第10章 Part II(5)(3 / 3)

There are no delicate touches, no hues imperceptibly fading into each other: the whole is lighted up with a universal glare. Outlines and tints are forgotten in the common blaze which illuminates all. The flowers and fruits of the intellect abound; but it is the abundance of a jungle, not of a garden, unwholesome, bewildering, unprofitable from its very plenty, rank from its very fragrance.

Every fop, every boor, every valet, is a man of wit. The very butts and dupes, Tattle, Witwould, Puff, Acres, outshine the whole Hotel of Rambouillet.

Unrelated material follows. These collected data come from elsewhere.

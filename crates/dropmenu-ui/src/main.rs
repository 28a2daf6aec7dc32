#![forbid(unsafe_code)]
#![deny(
    warnings,
    dead_code,
    unused,
    unused_imports,
    unused_must_use,
    unreachable_pub,
    clippy::all,
    clippy::pedantic,
    clippy::nursery,
    rustdoc::broken_intra_doc_links,
    rustdoc::bare_urls,
    missing_docs
)]
//! Dropmenu browser entry point; native builds only print how to serve or test the menus.

#[cfg(target_arch = "wasm32")]
fn main() {
    dropmenu_ui::run_app();
}

#[cfg(not(target_arch = "wasm32"))]
const NATIVE_HINT: &str = "dropmenu-ui renders its dropdown menus in the browser only.\n\
serve it with `trunk serve crates/dropmenu-ui/index.html`;\n\
the menu controller runs natively under `cargo test -p dropmenu-ui`.\n";

#[cfg(not(target_arch = "wasm32"))]
fn write_hint(out: &mut impl std::io::Write) -> std::io::Result<()> {
    out.write_all(NATIVE_HINT.as_bytes())?;
    out.flush()
}

#[cfg(not(target_arch = "wasm32"))]
fn main() -> std::io::Result<()> {
    write_hint(&mut std::io::stderr().lock())
}
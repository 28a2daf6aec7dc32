#![forbid(unsafe_code)]
#![deny(
    warnings,
    dead_code,
    unused,
    unused_imports,
    unused_must_use,
    unreachable_pub,
    clippy::all,
    clippy::pedantic,
    clippy::cargo,
    clippy::nursery,
    rustdoc::broken_intra_doc_links,
    rustdoc::bare_urls,
    missing_docs
)]
#![allow(clippy::module_name_repetitions)]
#![allow(clippy::multiple_crate_versions)]
//! Dropmenu Web UI.
//! Keyboard-navigable dropdown menus (single, split-button, multi-level) and the Yew shell that hosts them.

pub mod core;

#[cfg(target_arch = "wasm32")]
mod app;
#[cfg(target_arch = "wasm32")]
mod components;

#[cfg(target_arch = "wasm32")]
pub use app::run_app;
//! Outside-pointer dismissal decision, kept DOM-free.

/// Where a document-level pointer event landed relative to a menu region.
#[derive(Clone, Copy, Debug, PartialEq, Eq)]
pub enum PointerOrigin {
    /// Target is the region or one of its descendants.
    Inside,
    /// Target is elsewhere in the document.
    Outside,
    /// Target is not a DOM node or the region is not mounted.
    Unknown,
}

impl PointerOrigin {
    /// Classify from a containment check, `None` when it could not be performed.
    #[must_use]
    pub const fn from_containment(contains: Option<bool>) -> Self {
        match contains {
            Some(true) => Self::Inside,
            Some(false) => Self::Outside,
            None => Self::Unknown,
        }
    }
}

/// Whether a pointer event should close an open overlay.
///
/// Unknown targets count as outside, matching `Node.contains(null) == false`.
#[must_use]
pub const fn dismisses(open: bool, origin: PointerOrigin) -> bool {
    open && !matches!(origin, PointerOrigin::Inside)
}
use dropmenu_ui::core::menu::{
    MenuEvent, MenuItem, MenuKey, MenuKind, MenuState, SubmenuItem, next_index, prev_index,
};
use proptest::prelude::*;
use yew::Callback;

fn links(len: usize) -> Vec<MenuItem> {
    (0..len)
        .map(|index| MenuItem::link(format!("Item {index}"), "/view"))
        .collect()
}

fn key_strategy() -> impl Strategy<Value = MenuKey> {
    prop_oneof![
        Just(MenuKey::ArrowDown),
        Just(MenuKey::ArrowUp),
        Just(MenuKey::ArrowLeft),
        Just(MenuKey::ArrowRight),
        Just(MenuKey::Enter),
        Just(MenuKey::Space),
        Just(MenuKey::Escape),
    ]
}

fn event_strategy() -> impl Strategy<Value = MenuEvent> {
    prop_oneof![
        Just(MenuEvent::TriggerClick),
        key_strategy().prop_map(MenuEvent::TriggerKey),
        (0usize..4, key_strategy()).prop_map(|(index, key)| MenuEvent::ItemKey { index, key }),
        (0usize..4).prop_map(|index| MenuEvent::ItemClick { index }),
        (0usize..4).prop_map(|index| MenuEvent::ItemPointerEnter { index }),
        (0usize..4).prop_map(|index| MenuEvent::ItemPointerLeave { index }),
        (0usize..4, 0usize..3, key_strategy())
            .prop_map(|(parent, index, key)| MenuEvent::SubmenuKey { parent, index, key }),
        (0usize..4, 0usize..3)
            .prop_map(|(parent, index)| MenuEvent::SubmenuItemClick { parent, index }),
        Just(MenuEvent::OutsidePointer),
    ]
}

fn mixed_items() -> Vec<MenuItem> {
    let entries = || {
        vec![
            SubmenuItem::new("One", Callback::from(|()| ())),
            SubmenuItem::new("Two", Callback::from(|()| ())),
        ]
    };
    vec![
        MenuItem::link("Edit Profile", "/edit"),
        MenuItem::submenu("Theme", entries()),
        MenuItem::submenu("Layout", entries()),
        MenuItem::new("Inert"),
    ]
}

proptest! {
    #[test]
    fn arrow_down_n_times_returns_to_start(len in 1usize..12, start in 0usize..12) {
        let start = start % len;
        let mut focus = Some(start);
        for _ in 0..len {
            focus = next_index(focus, len);
        }
        prop_assert_eq!(focus, Some(start));
    }

    #[test]
    fn arrow_up_undoes_arrow_down(len in 1usize..12, start in 0usize..12) {
        let start = start % len;
        prop_assert_eq!(prev_index(next_index(Some(start), len), len), Some(start));
    }

    #[test]
    fn keyboard_focus_wraps_through_the_controller(len in 1usize..8, presses in 0usize..20) {
        let items = links(len);
        let mut state = MenuState::default()
            .apply(MenuEvent::TriggerKey(MenuKey::ArrowDown), &items, MenuKind::Flat)
            .state;
        for _ in 0..presses {
            let index = state.focus().unwrap_or(0);
            state = state
                .apply(MenuEvent::ItemKey { index, key: MenuKey::ArrowDown }, &items, MenuKind::Flat)
                .state;
        }
        prop_assert_eq!(state.focus(), Some(presses % len));
    }

    #[test]
    fn any_event_sequence_keeps_state_consistent(
        events in proptest::collection::vec(event_strategy(), 0..40)
    ) {
        let items = mixed_items();
        let mut state = MenuState::default();
        for event in events {
            state = state.apply(event, &items, MenuKind::Nested).state;
            if !state.is_open() {
                prop_assert_eq!(state.focus(), None);
                prop_assert_eq!(state.expanded_submenu(), None);
            }
            if let Some(index) = state.focus() {
                prop_assert!(index < items.len());
            }
            if let Some(parent) = state.expanded_submenu() {
                prop_assert!(items[parent].has_submenu());
                if let Some(index) = state.submenu_focus() {
                    prop_assert!(index < items[parent].submenu_entries().len());
                }
            }
        }
    }
}
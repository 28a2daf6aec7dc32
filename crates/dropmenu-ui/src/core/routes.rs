//! Routing definitions and url resolution for menu navigation.
use thiserror::Error;
use yew_router::prelude::*;

/// Pages reachable from the shell.
#[derive(Clone, Copy, Routable, PartialEq, Eq, Debug)]
pub enum Route {
    /// Shell only, no page above it.
    #[at("/")]
    Home,
    /// Profile editor placeholder.
    #[at("/edit")]
    Edit,
    /// Profile placeholder.
    #[at("/profile")]
    Profile,
    /// Activity placeholder.
    #[at("/view")]
    View,
    /// Anything else.
    #[not_found]
    #[at("/404")]
    NotFound,
}

impl Route {
    /// Routes a menu entry may target.
    pub const NAVIGABLE: [Self; 4] = [Self::Home, Self::Edit, Self::Profile, Self::View];
}

/// Failure to map a menu url onto a known route.
#[derive(Debug, Error, Clone, PartialEq, Eq)]
pub enum NavigationError {
    /// The url is not an exact match for any route path.
    #[error("no route matches `{url}`")]
    UnknownRoute {
        /// Url supplied by the menu entry.
        url: String,
    },
}

/// Resolve a menu url by exact path match.
///
/// # Errors
/// Returns [`NavigationError::UnknownRoute`] when no navigable route has the path `url`.
pub fn resolve_route(url: &str) -> Result<Route, NavigationError> {
    Route::NAVIGABLE
        .into_iter()
        .find(|route| route.to_path() == url)
        .ok_or_else(|| NavigationError::UnknownRoute {
            url: url.to_string(),
        })
}

#[cfg(test)]
mod tests {
    use super::*;

    #[test]
    fn known_paths_resolve_exactly() {
        assert_eq!(resolve_route("/edit"), Ok(Route::Edit));
        assert_eq!(resolve_route("/profile"), Ok(Route::Profile));
        assert_eq!(resolve_route("/view"), Ok(Route::View));
        assert_eq!(resolve_route("/"), Ok(Route::Home));
    }

    #[test]
    fn near_misses_are_rejected() {
        for url in ["/edit/", "/Edit", "edit", "/settings", "/404", ""] {
            assert_eq!(
                resolve_route(url),
                Err(NavigationError::UnknownRoute {
                    url: url.to_string()
                })
            );
        }
    }

    #[test]
    fn error_names_the_url() {
        let err = resolve_route("/missing").unwrap_err();
        assert_eq!(err.to_string(), "no route matches `/missing`");
    }
}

To prove the whole system of this school erroneous, it is only necessary to apply the test which dissolved the enchanted Florimel, to place the true by the false Thalia, to contrast the most celebrated characters which have been drawn by the writers of whom we speak with the Bastard in "King John," or the Nurse in "Romeo and Juliet." It was not surely from want of wit that Shakespeare adopted so different a manner. Benedick and Beatrice throw Mirabel and Millamant5 into the shade. All the good sayings of the facetious hours of Absolute and Surface might have been clipped from the single character of Falstaff without being missed. It would have been easy for that fertile mind to have given Bardolph and Shallow as much wit as Prince Hal, and to have made Dogberry and Verges retort on each other in sparkling epigrams.

But he knew that such indiscriminate prodigality was, to use his own admirable language, "from the purpose of playing, whose end, both at the first and now, was, and is, to hold, as it were, the mirror up to nature."